Tornadoes basically need three ingredients to form: Wind shear, instability and moisture.

Wind shear is when you have winds at the surface going in one direction, and winds higher up going in a separate direction.

This interaction between the winds will create a horizontal rotation. Instability is the tendency to rise.

This will take that horizontal rotation and turn it vertically. This is when the tornado usually forms.

Moisture is what makes it all possible.

In South Carolina, we usually get the warm, moist air from the Gulf of Mexico or sometimes the Atlantic Ocean.

All of this is reliant on what’s called the jet stream.

Bill Martin from the National Weather Service explains what the jet stream means for tornadoes.

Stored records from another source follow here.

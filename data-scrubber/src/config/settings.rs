//! Application settings and configuration

use std::path::{Path, PathBuf};

use chrono::{Duration, NaiveDate};
use config::{Config, ConfigError, Environment, File};
use serde::{Deserialize, Serialize};
use tracing::error;

use crate::clock::{parse_trading_date, DEFAULT_TIMEZONE};
use crate::ingest::chunk::{default_workers, DEFAULT_MIN_SEGMENT_BYTES};
use crate::schema::DataType;
use crate::sink::DEFAULT_QUEUE_CAPACITY;

/// Main application settings
#[derive(Debug, Clone, Serialize, Deserialize)]
pub struct Settings {
    /// Root of the raw exports, laid out as `{src_dir}/{YYYYMMDD}/...`
    #[serde(default = "default_src_dir")]
    pub src_dir: PathBuf,
    /// Root of the scrubbed output
    #[serde(default = "default_dst_dir")]
    pub dst_dir: PathBuf,
    /// First date of the range (YYYYMMDD), inclusive
    #[serde(default)]
    pub date_start: Option<String>,
    /// Last date of the range (YYYYMMDD), inclusive
    #[serde(default)]
    pub date_end: Option<String>,
    /// Explicit dates; takes precedence over the range when non-empty
    #[serde(default)]
    pub date_list: Vec<String>,
    /// Direction of the range walk
    #[serde(default)]
    pub date_sort: DateSort,
    /// Data types to process for each date
    #[serde(default = "default_data_types", alias = "data_type_list")]
    pub data_types: Vec<DataType>,
    /// Stable-sort each venue by local time before merging
    #[serde(default = "default_true")]
    pub sort: bool,
    /// Parallel ingest settings
    #[serde(default)]
    pub ingest: IngestSettings,
    /// Reference data settings
    #[serde(default)]
    pub reference: ReferenceSettings,
}

/// Order in which a date range is processed
#[derive(Debug, Clone, Copy, PartialEq, Eq, Default, Serialize, Deserialize)]
#[serde(rename_all = "lowercase")]
pub enum DateSort {
    #[default]
    Asc,
    Desc,
}

/// Parallel ingest settings
#[derive(Debug, Clone, Serialize, Deserialize)]
pub struct IngestSettings {
    /// Chunk workers per file
    #[serde(default = "default_workers")]
    pub workers: usize,
    /// Capacity of the queue between merge and partitioner
    #[serde(default = "default_queue_capacity")]
    pub queue_capacity: usize,
    /// Timezone the venue times are recorded in
    #[serde(default = "default_timezone")]
    pub timezone: String,
    /// Smallest segment a worker is given before the worker count shrinks
    #[serde(default = "default_min_segment_bytes")]
    pub min_segment_bytes: u64,
    /// Where archives are extracted; system temp dir when unset
    #[serde(default)]
    pub scratch_dir: Option<PathBuf>,
}

impl Default for IngestSettings {
    fn default() -> Self {
        Self {
            workers: default_workers(),
            queue_capacity: default_queue_capacity(),
            timezone: default_timezone(),
            min_segment_bytes: default_min_segment_bytes(),
            scratch_dir: None,
        }
    }
}

/// Reference data settings
#[derive(Debug, Clone, Default, Serialize, Deserialize)]
pub struct ReferenceSettings {
    /// Directory holding `{YYYYMMDD}_stk_limit.csv`; `{src_dir}/reference` when unset
    #[serde(default)]
    pub limits_dir: Option<PathBuf>,
}

fn default_src_dir() -> PathBuf {
    PathBuf::from("data/raw")
}

fn default_dst_dir() -> PathBuf {
    PathBuf::from("data/scrubbed")
}

fn default_data_types() -> Vec<DataType> {
    vec![DataType::Snapshot, DataType::Trade]
}

fn default_true() -> bool {
    true
}

fn default_queue_capacity() -> usize {
    DEFAULT_QUEUE_CAPACITY
}

fn default_timezone() -> String {
    DEFAULT_TIMEZONE.to_string()
}

fn default_min_segment_bytes() -> u64 {
    DEFAULT_MIN_SEGMENT_BYTES
}

impl Settings {
    /// Load settings from configuration files and environment
    pub fn load() -> Result<Self, ConfigError> {
        Self::load_from(None)
    }

    /// Load settings, layering an explicit file over the config directory
    pub fn load_from(explicit: Option<&Path>) -> Result<Self, ConfigError> {
        Self::load_with_prefix(explicit, "DATA_SCRUBBER")
    }

    /// Load settings with a custom environment variable prefix
    pub fn load_with_prefix(explicit: Option<&Path>, env_prefix: &str) -> Result<Self, ConfigError> {
        let run_mode = std::env::var("RUN_MODE").unwrap_or_else(|_| "development".into());

        let config_dir = Self::config_dir();

        let mut builder = Config::builder()
            // Start with default configuration
            .add_source(File::with_name(&format!("{}/default", config_dir)).required(false))
            // Add environment-specific configuration
            .add_source(File::with_name(&format!("{}/{}", config_dir, run_mode)).required(false))
            // Add local overrides (not checked into git)
            .add_source(File::with_name(&format!("{}/local", config_dir)).required(false));

        if let Some(path) = explicit {
            builder = builder.add_source(File::from(path).required(true));
        }

        // Environment variables last (e.g., DATA_SCRUBBER__INGEST__WORKERS)
        let s = builder
            .add_source(
                Environment::with_prefix(env_prefix)
                    .separator("__")
                    .try_parsing(true),
            )
            .build()?;

        s.try_deserialize()
    }

    /// Get the configuration directory path
    fn config_dir() -> String {
        std::env::var("DATA_SCRUBBER_CONFIG_DIR").unwrap_or_else(|_| "config".into())
    }

    /// Directory holding the daily price-limit tables
    pub fn limits_dir(&self) -> PathBuf {
        self.reference
            .limits_dir
            .clone()
            .unwrap_or_else(|| self.src_dir.join("reference"))
    }

    /// Trading dates of this run, in processing order.
    ///
    /// A non-empty `date_list` is used as given; unparseable entries are
    /// logged and skipped. Otherwise every calendar day from `date_start` to
    /// `date_end` is walked in `date_sort` order. Days without exports are
    /// skipped later, when their directory is missing.
    pub fn dates(&self) -> Result<Vec<NaiveDate>, ConfigError> {
        if !self.date_list.is_empty() {
            let dates = self
                .date_list
                .iter()
                .filter_map(|raw| match parse_trading_date(raw) {
                    Ok(date) => Some(date),
                    Err(e) => {
                        error!("Skipping date_list entry: {}", e);
                        None
                    }
                })
                .collect();
            return Ok(dates);
        }

        let bound = |value: &Option<String>, name: &str| -> Result<NaiveDate, ConfigError> {
            let raw = value
                .as_deref()
                .ok_or_else(|| ConfigError::Message(format!("{} is not set and date_list is empty", name)))?;
            parse_trading_date(raw).map_err(|e| ConfigError::Message(format!("{}: {}", name, e)))
        };
        let start = bound(&self.date_start, "date_start")?;
        let end = bound(&self.date_end, "date_end")?;

        let mut dates = Vec::new();
        let mut current = start;
        while current <= end {
            dates.push(current);
            current += Duration::days(1);
        }
        if self.date_sort == DateSort::Desc {
            dates.reverse();
        }
        Ok(dates)
    }

    /// Create default settings (useful for testing)
    pub fn default_settings() -> Self {
        Settings {
            src_dir: default_src_dir(),
            dst_dir: default_dst_dir(),
            date_start: None,
            date_end: None,
            date_list: Vec::new(),
            date_sort: DateSort::Asc,
            data_types: default_data_types(),
            sort: true,
            ingest: IngestSettings::default(),
            reference: ReferenceSettings::default(),
        }
    }
}

impl Default for Settings {
    fn default() -> Self {
        Self::default_settings()
    }
}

“The jet stream, the jet stream aloft, which is a stream of fast-moving air that separates colder air to the north from warmer air to the south. And in the springtime, it moves northward. And as it moves northward, it will spend more time right over the top of us than it will during other times of the year.”

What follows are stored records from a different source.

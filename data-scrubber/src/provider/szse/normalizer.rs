//! SZSE record normalizers

use crate::clock::SessionClock;
use crate::error::ScrubResult;
use crate::provider::Normalizer;
use crate::schema::{
    is_stock_code, Direction, PriceLevel, SnapshotEvent, SzseSnapshot, SzseTrade, TradeEvent, Venue,
};

/// `ExecType` of an executed trade (`'F'`); cancellations are `'4'` (52)
pub const EXEC_TYPE_TRADE: i64 = 70;

/// Aggressor side from the application sequence numbers of both orders.
///
/// The later (higher-numbered) order is the aggressor: a later bid means the
/// buyer crossed the spread.
pub fn infer_direction(bid_appl_seq_num: i64, offer_appl_seq_num: i64) -> Direction {
    use std::cmp::Ordering;
    match bid_appl_seq_num.cmp(&offer_appl_seq_num) {
        Ordering::Greater => Direction::Buy,
        Ordering::Less => Direction::Sell,
        Ordering::Equal => Direction::Unknown,
    }
}

/// Normalizes SZSE executions
#[derive(Debug, Clone, Copy)]
pub struct SzseTradeNormalizer {
    clock: SessionClock,
}

impl SzseTradeNormalizer {
    pub fn new(clock: SessionClock) -> Self {
        Self { clock }
    }
}

impl Normalizer for SzseTradeNormalizer {
    type Record = SzseTrade;
    type Event = TradeEvent;

    fn normalize(&self, t: SzseTrade) -> ScrubResult<Option<TradeEvent>> {
        if t.exec_type != EXEC_TYPE_TRADE || !is_stock_code(&t.security_id) {
            return Ok(None);
        }

        Ok(Some(TradeEvent {
            instrument_id: Venue::Szse.instrument_id(&t.security_id),
            event_timestamp_ns: self.clock.to_nanos(&t.transact_time)?,
            sequence_id: t.seq_no,
            price: t.last_px,
            volume: t.last_qty,
            turnover: t.last_px * t.last_qty as f64,
            direction: infer_direction(t.bid_appl_seq_num, t.offer_appl_seq_num),
            buy_order_id: t.bid_appl_seq_num,
            sell_order_id: t.offer_appl_seq_num,
            local_timestamp_ns: self.clock.to_nanos(&t.local_time)?,
        }))
    }
}

/// Normalizes SZSE snapshots; limits come from the row itself
#[derive(Debug, Clone, Copy)]
pub struct SzseSnapshotNormalizer {
    clock: SessionClock,
}

impl SzseSnapshotNormalizer {
    pub fn new(clock: SessionClock) -> Self {
        Self { clock }
    }
}

impl Normalizer for SzseSnapshotNormalizer {
    type Record = SzseSnapshot;
    type Event = SnapshotEvent;

    fn normalize(&self, s: SzseSnapshot) -> ScrubResult<Option<SnapshotEvent>> {
        if !is_stock_code(&s.security_id) {
            return Ok(None);
        }

        let level = |(price, volume): (f64, i64)| PriceLevel { price, volume };
        Ok(Some(SnapshotEvent {
            instrument_id: Venue::Szse.instrument_id(&s.security_id),
            event_timestamp_ns: self.clock.to_nanos(&s.update_time)?,
            sequence_id: s.seq_no,
            last: s.last_price,
            pre_close: s.pre_close_price,
            open: s.open_price,
            high: s.high_price,
            low: s.low_price,
            // Not exported by the venue
            close: 0.0,
            trade_count: s.turn_num,
            volume: s.volume,
            turnover: s.turnover,
            high_limit: s.high_limit_price,
            low_limit: s.low_limit_price,
            bids: s.bids.map(level),
            asks: s.asks.map(level),
            local_timestamp_ns: self.clock.to_nanos(&s.local_time)?,
        }))
    }
}

#[cfg(test)]
mod tests {
    use super::*;
    use crate::clock::{parse_timezone, parse_trading_date};
    use crate::schema::BOOK_LEVELS;

    fn clock() -> SessionClock {
        SessionClock::new(
            parse_trading_date("20240102").unwrap(),
            parse_timezone("Asia/Shanghai").unwrap(),
        )
    }

    fn trade(code: &str, exec_type: i64, bid: i64, offer: i64) -> SzseTrade {
        SzseTrade {
            channel_no: 2022,
            appl_seq_num: 22166,
            md_stream_id: "011".to_string(),
            bid_appl_seq_num: bid,
            offer_appl_seq_num: offer,
            security_id: code.to_string(),
            security_id_source: "102".to_string(),
            last_px: 1.5,
            last_qty: 200,
            exec_type,
            transact_time: "09:30:00.000".to_string(),
            local_time: "09:30:00.047".to_string(),
            seq_no: 281886,
        }
    }

    #[test]
    fn test_infer_direction() {
        assert_eq!(infer_direction(100, 50), Direction::Buy);
        assert_eq!(infer_direction(50, 100), Direction::Sell);
        assert_eq!(infer_direction(77, 77), Direction::Unknown);
    }

    #[test]
    fn test_trade_event() {
        let event = SzseTradeNormalizer::new(clock())
            .normalize(trade("000001", EXEC_TYPE_TRADE, 100, 50))
            .unwrap()
            .unwrap();
        assert_eq!(event.instrument_id, "000001.SZ");
        assert_eq!(event.direction, Direction::Buy);
        assert_eq!(event.turnover, 300.0);
        assert_eq!(event.sequence_id, 281886);
        assert_eq!(event.buy_order_id, 100);
        assert_eq!(event.sell_order_id, 50);
    }

    #[test]
    fn test_cancellations_filtered() {
        let n = SzseTradeNormalizer::new(clock());
        assert!(n.normalize(trade("000001", 52, 100, 0)).unwrap().is_none());
    }

    #[test]
    fn test_funds_filtered() {
        let n = SzseTradeNormalizer::new(clock());
        assert!(n.normalize(trade("159915", EXEC_TYPE_TRADE, 1, 2)).unwrap().is_none());
    }

    #[test]
    fn test_snapshot_uses_row_limits() {
        let snap = SzseSnapshot {
            update_time: "09:41:36.000".to_string(),
            security_id: "300319".to_string(),
            pre_close_price: 8.75,
            turn_num: 2406,
            volume: 1586600,
            turnover: 13856440.0,
            last_price: 8.72,
            open_price: 8.74,
            high_price: 8.79,
            low_price: 8.68,
            high_limit_price: 10.5,
            low_limit_price: 7.0,
            bids: [(8.72, 3700); BOOK_LEVELS],
            asks: [(8.73, 3700); BOOK_LEVELS],
            local_time: "09:41:37.203".to_string(),
            seq_no: 1099999,
        };
        let event = SzseSnapshotNormalizer::new(clock()).normalize(snap).unwrap().unwrap();
        assert_eq!(event.instrument_id, "300319.SZ");
        assert_eq!(event.high_limit, 10.5);
        assert_eq!(event.low_limit, 7.0);
        assert_eq!(event.close, 0.0);
        assert_eq!(event.trade_count, 2406);
        assert_eq!(event.asks[0], PriceLevel { price: 8.73, volume: 3700 });
    }
}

That’s also why tornadoes usually happen during the Spring, rather than the Summer, Fall or Winter.

While some people tend to think of tornadoes taking place in what’s labeled as “Tornado Alley” around Oklahoma or Texas, or even around Mississippi or Alabama, tornadoes can occur anywhere in the world, including in the mountains.

“Tornadoes can form in the mountains. They are less common. The main reason tornadoes are less common in the mountains is all that low-layer moisture tends not to get up in the mountains.”

Since everyone has the chance of being hit, it’s best to be prepared ahead of the storm.

Doug Bryson, with Spartanburg County Emergency Services, has a few tips to keep in mind.

“Power outages are very likely. So we want to make sure you have your cell phones charged, battery-operated radios, flashlights.”

Emergency Management will also be giving these radios out for free throughout the summer.

It’s great to stay ahead of any tornadoes, but during a tornado, you’ll also need to know where to take shelter.

Normally that’s in the centermost of the house or structure. Usually in a bathroom because they’re smaller.

At the very least, you’ll want to be inside during a tornado warning. Bill Martin explains why.

“Most tornado injuries occur from people being hit by flying debris. A piece of wood, a branch, a stick or something hits you at 95 miles per hour, that is not a good thing.”

Martin also said about how we are evolving the forecast to continually improve accuracy.

“There are various aspects of meteorology that aren’t modeled exactly right that we continue to work on and improve. Those are the three things. You got better data, better models, and better computers. All those things lead to a more accurate forecast.”

It’s best to always remember to have multiple ways of receiving alerts whenever severe weather is possible.